Rで異常検知(1): これまで自分がやってきたことのおさらい - 渋谷駅前で働くデータサイエンティストのブログ

ぶっちゃけ今更感がなくもないんですが、実はこれまで自分ではほとんど異常検知・変化検知をゴリゴリやったことがなかったなぁと思ったのでした。きっかけは、時々色々な手法のテストに使っているこのUCI 機械学習リポジトリのデータセット。

UCI Machine Learning Repository: Water Treatment Plant Data Set

これは説明にもあるように、とある都市部の下水処理場の様々なセンサからのインプットを合わせて日次でまとめたデータセットです。この手のプラントデータセットにありがちな課題がまさにその異常検知で、要は何か不具合があった日付を事後で良いので検出したいというお話です。

異常検知自体は、以前このブログでさらっとだけ取り上げたことがあります。それは{AnomalyDetection}パッケージの紹介記事。

この時は{AnomalyDetection}が依拠するgeneralized ESD testの話をちょっと紹介しただけで、根底にある理論とかその他の類似手法などについては特に触れずじまいでした。

また、もっと以前には{MSwM}パッケージを用いてマルコフ状態転換モデルを異常検知に使う話題を取り上げたこともあります。

これはこれでうまくいっているように見えますが、これだと単変量時系列にしか使えないなぁという印象を持ったのも事実です。そう、これらの方法そのままでは多変量の異常検知はできないというわけです。
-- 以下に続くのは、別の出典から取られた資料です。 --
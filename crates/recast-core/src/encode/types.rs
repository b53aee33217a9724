//! Core types for image encoding.

use thiserror::Error;

use crate::decode::Surface;
use crate::format::OutputFormat;

/// Background used when flattening alpha for formats without it.
pub const DEFAULT_BACKGROUND: [u8; 3] = [255, 255, 255];

/// Errors that can occur during encoding.
#[derive(Debug, Error)]
pub enum EncodeError {
    /// Pixel data length doesn't match expected dimensions
    #[error("Invalid pixel data: expected {expected} bytes (width * height * 4), got {actual}")]
    InvalidPixelData { expected: usize, actual: usize },

    /// Width or height is zero
    #[error("Invalid dimensions: width ({width}) and height ({height}) must be non-zero")]
    InvalidDimensions { width: u32, height: u32 },

    /// Quality outside [0, 1] for a lossy format
    #[error("Invalid quality {quality} for {format}: expected a value in [0, 1]")]
    InvalidQuality { quality: f64, format: OutputFormat },

    /// The underlying codec failed
    #[error("{format} encoding failed: {message}")]
    EncodingFailed {
        format: OutputFormat,
        message: String,
    },
}

/// One encode call: which surface, into which format, at which quality.
#[derive(Debug, Clone, Copy)]
pub struct EncodeRequest<'a> {
    pub surface: &'a Surface,
    pub format: OutputFormat,
    /// Normalized quality in [0, 1]. Ignored by lossless formats.
    pub quality: f64,
    /// Color composited under transparent pixels when the format has no alpha.
    pub background: [u8; 3],
}

impl<'a> EncodeRequest<'a> {
    pub fn new(surface: &'a Surface, format: OutputFormat, quality: f64) -> Self {
        Self {
            surface,
            format,
            quality,
            background: DEFAULT_BACKGROUND,
        }
    }

    pub fn with_background(mut self, background: [u8; 3]) -> Self {
        self.background = background;
        self
    }

    /// Quality the codec actually uses: lossless formats always get 1.0.
    pub fn effective_quality(&self) -> f64 {
        if self.format.is_lossy() {
            self.quality
        } else {
            1.0
        }
    }
}

/// Encoded output bytes. Immutable once produced.
#[derive(Debug, Clone, PartialEq, Eq)]
pub struct EncodeResult {
    bytes: Vec<u8>,
    format: OutputFormat,
}

impl EncodeResult {
    pub fn new(bytes: Vec<u8>, format: OutputFormat) -> Self {
        Self { bytes, format }
    }

    pub fn bytes(&self) -> &[u8] {
        &self.bytes
    }

    pub fn into_bytes(self) -> Vec<u8> {
        self.bytes
    }

    pub fn byte_len(&self) -> usize {
        self.bytes.len()
    }

    pub fn format(&self) -> OutputFormat {
        self.format
    }
}

/// Map a normalized quality in [0, 1] to a codec's 1-100 scale.
pub(crate) fn quality_percent(quality: f64, format: OutputFormat) -> Result<u8, EncodeError> {
    if !(0.0..=1.0).contains(&quality) {
        return Err(EncodeError::InvalidQuality { quality, format });
    }
    Ok(((quality * 100.0).round() as u8).clamp(1, 100))
}

/// Check that a surface can be handed to a codec.
pub(crate) fn validate_surface(surface: &Surface) -> Result<(), EncodeError> {
    let (width, height) = surface.dimensions();
    if width == 0 || height == 0 {
        return Err(EncodeError::InvalidDimensions { width, height });
    }

    let expected = (width as usize) * (height as usize) * 4;
    if surface.pixels.len() != expected {
        return Err(EncodeError::InvalidPixelData {
            expected,
            actual: surface.pixels.len(),
        });
    }
    Ok(())
}

#[cfg(test)]
mod tests {
    use super::*;

    #[test]
    fn test_effective_quality() {
        let surface = Surface::new(1, 1, vec![0, 0, 0, 255]);
        assert_eq!(
            EncodeRequest::new(&surface, OutputFormat::Jpeg, 0.4).effective_quality(),
            0.4
        );
        assert_eq!(
            EncodeRequest::new(&surface, OutputFormat::Png, 0.4).effective_quality(),
            1.0
        );
        assert_eq!(
            EncodeRequest::new(&surface, OutputFormat::WebP, 0.4).effective_quality(),
            0.4
        );
    }

    #[test]
    fn test_validate_surface() {
        assert!(validate_surface(&Surface::new(2, 2, vec![0; 16])).is_ok());

        let zero = Surface {
            width: 0,
            height: 4,
            pixels: vec![],
        };
        assert!(matches!(
            validate_surface(&zero),
            Err(EncodeError::InvalidDimensions { .. })
        ));

        let short = Surface {
            width: 2,
            height: 2,
            pixels: vec![0; 15],
        };
        assert!(matches!(
            validate_surface(&short),
            Err(EncodeError::InvalidPixelData {
                expected: 16,
                actual: 15
            })
        ));
    }

    #[test]
    fn test_encode_error_display() {
        let err = EncodeError::InvalidQuality {
            quality: 1.5,
            format: OutputFormat::Jpeg,
        };
        assert_eq!(
            err.to_string(),
            "Invalid quality 1.5 for jpeg: expected a value in [0, 1]"
        );
    }
}
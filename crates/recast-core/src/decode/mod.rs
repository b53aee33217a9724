//! Decode side of the raster adapter.
//!
//! This module provides functionality for:
//! - Selecting a decoder from magic bytes, MIME type or extension
//! - Decoding PNG, JPEG, WebP and GIF sources into an RGBA [`Surface`]
//! - Decoding HEIC/HEIF through libheif, behind the `heic` feature
//! - Applying EXIF orientation for JPEG sources
//! - Resizing surfaces to the dimension calculator's output
//!
//! # Architecture
//!
//! All operations are synchronous and single-threaded. In the browser they
//! run inside a Web Worker, so a long decode does not block the page.
//! Each decode allocates exactly one new surface and never mutates its input.

#[cfg(feature = "heic")]
mod heic;
mod raster;
mod resize;
mod types;

pub use raster::{decode, extract_orientation};
pub use resize::{resize, resize_to_constraint};
pub use types::{DecodeError, FilterType, Orientation, SourceAsset, Surface};
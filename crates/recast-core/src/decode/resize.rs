//! Surface resizing.
//!
//! Resizing never modifies its input; a new surface sized to the target
//! dimensions is allocated.

use super::{DecodeError, FilterType, Surface};
use crate::dimensions::{compute_dimensions, Dimensions};

/// Resize a surface to exact pixel dimensions.
///
/// # Errors
///
/// Returns `DecodeError::EmptyImage` for a zero target size and
/// `DecodeError::CorruptedFile` if the pixel buffer does not match the
/// surface's dimensions.
pub fn resize(
    surface: &Surface,
    width: u32,
    height: u32,
    filter: FilterType,
) -> Result<Surface, DecodeError> {
    if width == 0 || height == 0 {
        return Err(DecodeError::EmptyImage { width, height });
    }

    let source = surface
        .as_rgba_image()
        .ok_or_else(|| DecodeError::CorruptedFile("Pixel buffer size mismatch".to_string()))?;

    if surface.width == width && surface.height == height {
        return Ok(surface.clone());
    }

    let resized = image::imageops::resize(&source, width, height, filter.to_image_filter());
    Ok(Surface::from_rgba_image(resized))
}

/// Resize a surface per the dimension calculator's rules.
///
/// Returns `None` when the constraint leaves the surface unchanged, so the
/// caller can keep using the decoded surface without a copy.
pub fn resize_to_constraint(
    surface: &Surface,
    max_width_or_height: Option<u32>,
    maintain_aspect_ratio: bool,
    filter: FilterType,
) -> Result<Option<Surface>, DecodeError> {
    let target: Dimensions = compute_dimensions(
        surface.width as f64,
        surface.height as f64,
        max_width_or_height.map(f64::from),
        maintain_aspect_ratio,
    );
    let (width, height) = target.to_pixels();

    if (width, height) == surface.dimensions() {
        return Ok(None);
    }

    resize(surface, width, height, filter).map(Some)
}
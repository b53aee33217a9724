//! HEIC/HEIF decoding through libheif.
//!
//! Only compiled with the `heic` feature. libheif applies the container's
//! rotation and mirror transforms while decoding, so no EXIF pass is needed.

use libheif_rs::{ColorSpace, HeifContext, LibHeif, RgbChroma};

use super::{DecodeError, Surface};

pub(crate) fn decode_heic(bytes: &[u8]) -> Result<Surface, DecodeError> {
    let lib_heif = LibHeif::new();
    let ctx = HeifContext::read_from_bytes(bytes).map_err(corrupted)?;
    let handle = ctx.primary_image_handle().map_err(corrupted)?;

    let image = lib_heif
        .decode(&handle, ColorSpace::Rgb(RgbChroma::Rgba), None)
        .map_err(corrupted)?;
    let planes = image.planes();
    let plane = planes
        .interleaved
        .ok_or_else(|| DecodeError::CorruptedFile("no interleaved RGBA plane".to_string()))?;

    let (width, height) = (plane.width, plane.height);
    if width == 0 || height == 0 {
        return Err(DecodeError::EmptyImage { width, height });
    }

    // Rows may be padded past width * 4.
    let row_len = width as usize * 4;
    let mut pixels = Vec::with_capacity(row_len * height as usize);
    for row in plane.data.chunks(plane.stride).take(height as usize) {
        let row = row
            .get(..row_len)
            .ok_or_else(|| DecodeError::CorruptedFile("short RGBA row".to_string()))?;
        pixels.extend_from_slice(row);
    }

    Ok(Surface::new(width, height, pixels))
}

fn corrupted(err: libheif_rs::HeifError) -> DecodeError {
    DecodeError::CorruptedFile(err.to_string())
}

#[cfg(test)]
mod tests {
    use super::*;

    #[test]
    fn test_truncated_container() {
        let bytes = b"\0\0\0\x18ftypheic\0\0\0\0mif1heic\0\0\0\x08meta";
        assert!(matches!(
            decode_heic(bytes),
            Err(DecodeError::CorruptedFile(_))
        ));
    }
}
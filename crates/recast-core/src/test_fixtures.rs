//! In-memory image fixtures shared by the unit tests.
//!
//! Everything is generated on the fly; no test reads from disk.

use std::io::Cursor;

use image::{DynamicImage, ImageFormat, Rgba, RgbaImage};

use crate::decode::Surface;

/// Smooth RGB gradient with full alpha.
pub fn gradient(width: u32, height: u32) -> RgbaImage {
    RgbaImage::from_fn(width, height, |x, y| {
        Rgba([
            ((x * 255) / width.max(1)) as u8,
            ((y * 255) / height.max(1)) as u8,
            128,
            255,
        ])
    })
}

/// Deterministic pseudo-random noise. Compresses poorly, so JPEG size
/// responds strongly to quality.
pub fn noise(width: u32, height: u32, seed: u32) -> RgbaImage {
    let mut state = seed.wrapping_mul(2_654_435_761).wrapping_add(1);
    RgbaImage::from_fn(width, height, |_, _| {
        // xorshift32
        state ^= state << 13;
        state ^= state >> 17;
        state ^= state << 5;
        let [r, g, b, _] = state.to_le_bytes();
        Rgba([r, g, b, 255])
    })
}

pub fn surface(img: &RgbaImage) -> Surface {
    Surface::from_rgba_image(img.clone())
}

/// Encode a fixture to file bytes in the given container.
pub fn encode_fixture(img: &RgbaImage, format: ImageFormat) -> Vec<u8> {
    let dynamic = if format == ImageFormat::Jpeg {
        DynamicImage::ImageRgb8(DynamicImage::ImageRgba8(img.clone()).into_rgb8())
    } else {
        DynamicImage::ImageRgba8(img.clone())
    };
    let mut buffer = Cursor::new(Vec::new());
    dynamic
        .write_to(&mut buffer, format)
        .unwrap_or_else(|e| panic!("failed to encode {:?} fixture: {}", format, e));
    buffer.into_inner()
}
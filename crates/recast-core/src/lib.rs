//! Recast Core - adaptive raster re-encoding pipeline
//!
//! This crate takes an arbitrary input image, decodes it, optionally resizes
//! it, and re-encodes it to a target format. For compression it searches for
//! the encoder quality that best satisfies a target output size.
//!
//! # Module Structure
//!
//! - `dimensions` - Output size calculation (no upscaling, aspect-preserving)
//! - `resource` - Lifecycle tracking for transient output handles
//! - `decode` / `encode` - The raster adapter over the `image` crate codecs
//! - `search` - Bisection over encoder quality toward a byte target
//! - `convert` - The orchestrator: `convert_format` and `compress_to_target`
//!
//! # Example
//!
//! ```ignore
//! use recast_core::{
//!     compress_to_target, CompressOptions, CompressionTarget, MemoryBackend, ResourceManager,
//!     SourceAsset,
//! };
//!
//! let mut resources = ResourceManager::new(MemoryBackend::new());
//! let asset = SourceAsset::new(&bytes, "holiday.jpg");
//! let options = CompressOptions::new(CompressionTarget::ByFileSize(200.0));
//! let result = compress_to_target(&asset, &options, &mut resources)?;
//! println!("{} -> {} bytes", result.original_size, result.converted_size);
//! resources.revoke(&result.handle);
//! ```

pub mod convert;
pub mod decode;
pub mod dimensions;
pub mod encode;
pub mod format;
pub mod resource;
pub mod search;

#[cfg(test)]
pub(crate) mod test_fixtures;

pub use convert::{
    compression_ratio, CompressOptions, CompressionTarget, ConversionError, ConversionResult,
    ConvertOptions, Converter, Stage,
};
pub use decode::{DecodeError, FilterType, SourceAsset, Surface};
pub use dimensions::{compute_dimensions, Dimensions};
pub use encode::{EncodeError, EncodeRequest, EncodeResult, RasterEncoder, SurfaceEncoder};
pub use format::{output_file_name, OutputFormat, SourceFormat, UnknownFormat};
pub use resource::{MemoryBackend, ResourceBackend, ResourceError, ResourceHandle, ResourceManager};
pub use search::{search_quality, SearchConfig, SearchConfigError, SearchOutcome};

/// Re-encode `asset` into `format` with the built-in codecs.
///
/// See [`Converter::convert_format`].
pub fn convert_format<B: ResourceBackend>(
    asset: &SourceAsset<'_>,
    format: OutputFormat,
    options: &ConvertOptions,
    resources: &mut ResourceManager<B>,
) -> Result<ConversionResult, ConversionError> {
    Converter::new().convert_format(asset, format, options, resources)
}

/// Compress `asset` toward a quality preset or target size with the
/// built-in codecs and default search settings.
///
/// See [`Converter::compress_to_target`].
pub fn compress_to_target<B: ResourceBackend>(
    asset: &SourceAsset<'_>,
    options: &CompressOptions,
    resources: &mut ResourceManager<B>,
) -> Result<ConversionResult, ConversionError> {
    Converter::new().compress_to_target(asset, options, resources)
}
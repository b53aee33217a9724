//! Format dispatch and the encoder seam used by the orchestrator.

use super::jpeg::encode_jpeg;
use super::lossless::encode_png;
use super::webp::encode_webp;
use super::{EncodeError, EncodeRequest, EncodeResult};
use crate::decode::Surface;
use crate::format::OutputFormat;

/// Something that turns a surface into encoded bytes.
///
/// The orchestrator and the quality search are written against this trait,
/// so tests can substitute an encoder whose output size is a known function
/// of quality, or one that counts its calls.
pub trait SurfaceEncoder {
    /// Encode one request. Must not mutate the surface and must allocate a
    /// fresh output buffer per call.
    fn encode(&self, request: &EncodeRequest<'_>) -> Result<EncodeResult, EncodeError>;
}

/// The built-in encoder backed by the `image` crate codecs.
#[derive(Debug, Clone, Copy, Default)]
pub struct RasterEncoder;

impl SurfaceEncoder for RasterEncoder {
    fn encode(&self, request: &EncodeRequest<'_>) -> Result<EncodeResult, EncodeError> {
        match request.format {
            OutputFormat::Jpeg => encode_jpeg(request),
            OutputFormat::Png => encode_png(request),
            OutputFormat::WebP => encode_webp(request),
        }
    }
}

impl<E: SurfaceEncoder + ?Sized> SurfaceEncoder for &E {
    fn encode(&self, request: &EncodeRequest<'_>) -> Result<EncodeResult, EncodeError> {
        (**self).encode(request)
    }
}

/// Encode a surface with the built-in codecs.
///
/// # Arguments
///
/// * `surface` - Pixels to encode
/// * `format` - Target container
/// * `quality` - Normalized quality in [0, 1]; ignored for PNG
///
/// # Errors
///
/// Returns an `EncodeError` for zero-area or malformed surfaces, an
/// out-of-range quality on a lossy format, or a codec failure.
pub fn encode(
    surface: &Surface,
    format: OutputFormat,
    quality: f64,
) -> Result<EncodeResult, EncodeError> {
    RasterEncoder.encode(&EncodeRequest::new(surface, format, quality))
}

#[cfg(test)]
mod tests {
    use super::*;
    use crate::test_fixtures::{gradient, surface};

    #[test]
    fn test_dispatch_by_format() {
        let src = surface(&gradient(12, 12));
        for format in OutputFormat::ALL {
            let result = encode(&src, format, 0.8).unwrap();
            assert_eq!(result.format(), format);
            assert!(result.byte_len() > 0);
        }
    }

    #[test]
    fn test_encode_does_not_mutate_surface() {
        let src = surface(&gradient(12, 12));
        let before = src.pixels.clone();
        encode(&src, OutputFormat::Jpeg, 0.3).unwrap();
        assert_eq!(src.pixels, before);
    }

    #[test]
    fn test_lossless_ignores_invalid_quality() {
        let src = surface(&gradient(4, 4));
        assert!(encode(&src, OutputFormat::Png, 7.0).is_ok());
        assert!(encode(&src, OutputFormat::Jpeg, 7.0).is_err());
    }

    #[test]
    fn test_reference_encoder() {
        fn encoded_len<E: SurfaceEncoder>(encoder: E, request: &EncodeRequest<'_>) -> usize {
            encoder.encode(request).unwrap().byte_len()
        }

        let src = surface(&gradient(4, 4));
        let request = EncodeRequest::new(&src, OutputFormat::Png, 1.0);
        assert_eq!(
            encoded_len(&RasterEncoder, &request),
            encoded_len(RasterEncoder, &request)
        );
    }
}
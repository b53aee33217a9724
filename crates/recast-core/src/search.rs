//! Quality-target search.
//!
//! Bisects the encoder's quality parameter until the encoded size lands
//! within a tolerance band around a target byte count.
//!
//! ## Algorithm
//!
//! Starting from `[min_quality, max_quality]`, each step encodes at the
//! midpoint. Output that is too large lowers the ceiling; output that is too
//! small raises the floor. The search stops at the first probe within
//! `tolerance * target` of the target, or when the attempt budget runs out.
//!
//! Bisection is valid because encoded size is monotonic non-decreasing in
//! quality for lossy codecs. Inputs that break this (near-solid images whose
//! size barely moves) simply fail to converge: the search never errors for
//! that, it returns the last midpoint it tried. Callers needing a hard size
//! ceiling must check the final size themselves.

use serde::{Deserialize, Serialize};
use thiserror::Error;
use tracing::{debug, warn};

use crate::decode::Surface;
use crate::encode::{EncodeError, EncodeRequest, SurfaceEncoder};
use crate::format::OutputFormat;

/// Tunables for the quality search.
#[derive(Debug, Clone, Copy, PartialEq, Serialize, Deserialize)]
#[serde(default, rename_all = "camelCase")]
pub struct SearchConfig {
    /// Lower bound of the quality interval.
    pub min_quality: f64,
    /// Upper bound of the quality interval.
    pub max_quality: f64,
    /// Returned if the budget is zero probes. Never probed itself.
    pub initial_quality: f64,
    /// Maximum number of encode probes.
    pub max_attempts: u32,
    /// Accepted relative distance from the target (0.1 = within 10%).
    pub tolerance: f64,
}

impl Default for SearchConfig {
    fn default() -> Self {
        Self {
            min_quality: 0.1,
            max_quality: 1.0,
            initial_quality: 0.5,
            max_attempts: 10,
            tolerance: 0.1,
        }
    }
}

/// Rejected search configuration.
#[derive(Debug, Clone, PartialEq, Error)]
#[error("Invalid search configuration: {0}")]
pub struct SearchConfigError(String);

impl SearchConfig {
    /// Check bounds, budget and tolerance.
    pub fn validate(&self) -> Result<(), SearchConfigError> {
        let in_unit = |v: f64| (0.0..=1.0).contains(&v);
        if !in_unit(self.min_quality) || !in_unit(self.max_quality) {
            return Err(SearchConfigError(format!(
                "quality bounds [{}, {}] must lie within [0, 1]",
                self.min_quality, self.max_quality
            )));
        }
        if self.min_quality >= self.max_quality {
            return Err(SearchConfigError(format!(
                "min quality {} must be below max quality {}",
                self.min_quality, self.max_quality
            )));
        }
        if !in_unit(self.initial_quality) {
            return Err(SearchConfigError(format!(
                "initial quality {} must lie within [0, 1]",
                self.initial_quality
            )));
        }
        if self.max_attempts == 0 {
            return Err(SearchConfigError("max attempts must be at least 1".to_string()));
        }
        if !(self.tolerance > 0.0 && self.tolerance < 1.0) {
            return Err(SearchConfigError(format!(
                "tolerance {} must lie within (0, 1)",
                self.tolerance
            )));
        }
        Ok(())
    }
}

/// Result of a quality search.
#[derive(Debug, Clone, Copy, PartialEq)]
pub struct SearchOutcome {
    /// Quality to use for the final encode.
    pub quality: f64,
    /// Number of probes issued.
    pub attempts: u32,
    /// Whether a probe landed inside the tolerance band.
    pub converged: bool,
    /// Size measured by the last probe, if any probe ran.
    pub last_size: Option<usize>,
}

/// Bisect quality until `probe(quality)` lands near `target_bytes`.
///
/// `probe` encodes at the given quality and returns the output size in
/// bytes. Probes run strictly one after another; each step depends on the
/// previous size. An error from `probe` aborts the search.
pub fn search_quality<F, E>(
    target_bytes: u64,
    config: &SearchConfig,
    mut probe: F,
) -> Result<SearchOutcome, E>
where
    F: FnMut(f64) -> Result<usize, E>,
{
    let target = target_bytes as f64;
    let band = target * config.tolerance;

    let mut low = config.min_quality;
    let mut high = config.max_quality;
    let mut best = config.initial_quality;
    let mut attempts = 0;
    let mut last_size = None;

    while attempts < config.max_attempts {
        let mid = (low + high) / 2.0;
        let size = probe(mid)?;
        attempts += 1;
        last_size = Some(size);
        debug!(attempt = attempts, quality = mid, size, target = target_bytes, "quality probe");

        if (size as f64 - target).abs() < band {
            return Ok(SearchOutcome {
                quality: mid,
                attempts,
                converged: true,
                last_size,
            });
        }

        if size as f64 > target {
            high = mid;
        } else {
            low = mid;
        }
        best = mid;
    }

    warn!(
        attempts,
        quality = best,
        target = target_bytes,
        "quality search did not converge; using last midpoint"
    );
    Ok(SearchOutcome {
        quality: best,
        attempts,
        converged: false,
        last_size,
    })
}

/// Run the search against a real encoder.
///
/// Intermediate encodes are probes: only their size is kept, the bytes are
/// dropped as soon as they are measured. `on_probe` runs before each encode.
pub fn search_encoder_quality<E: SurfaceEncoder>(
    encoder: &E,
    surface: &Surface,
    format: OutputFormat,
    background: [u8; 3],
    target_bytes: u64,
    config: &SearchConfig,
    on_probe: &mut dyn FnMut(f64),
) -> Result<SearchOutcome, EncodeError> {
    search_quality(target_bytes, config, |quality| {
        on_probe(quality);
        let request = EncodeRequest::new(surface, format, quality).with_background(background);
        encoder.encode(&request).map(|result| result.byte_len())
    })
}


// ============================================================================
// Property-Based Tests
// ============================================================================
それで若干消化不良感を覚えたままそれきり放っておいたのでした。

なのですが、上記のWater Treatment Plant Datasetをたまたま何度か触るようになって「これではいかん」と思った次第で、買ってきたのがこちらの書籍。

入門機械学習による異常検知―Rによる実践ガイド

作者: 井手剛
出版社/メーカー: コロナ社
発売日: 2015/02/19
メディア: 単行本
この商品を含むブログ (4件) を見る

機械学習界隈の皆さんならご存知の、@Idesanさんの手による異常検知本です*1。次回からはこちらの書籍を踏まえて勉強していくとして、今回は「今現在の自分はどうやって異常検知をやっているのか」という現状把握のまとめを書いておこうと思います。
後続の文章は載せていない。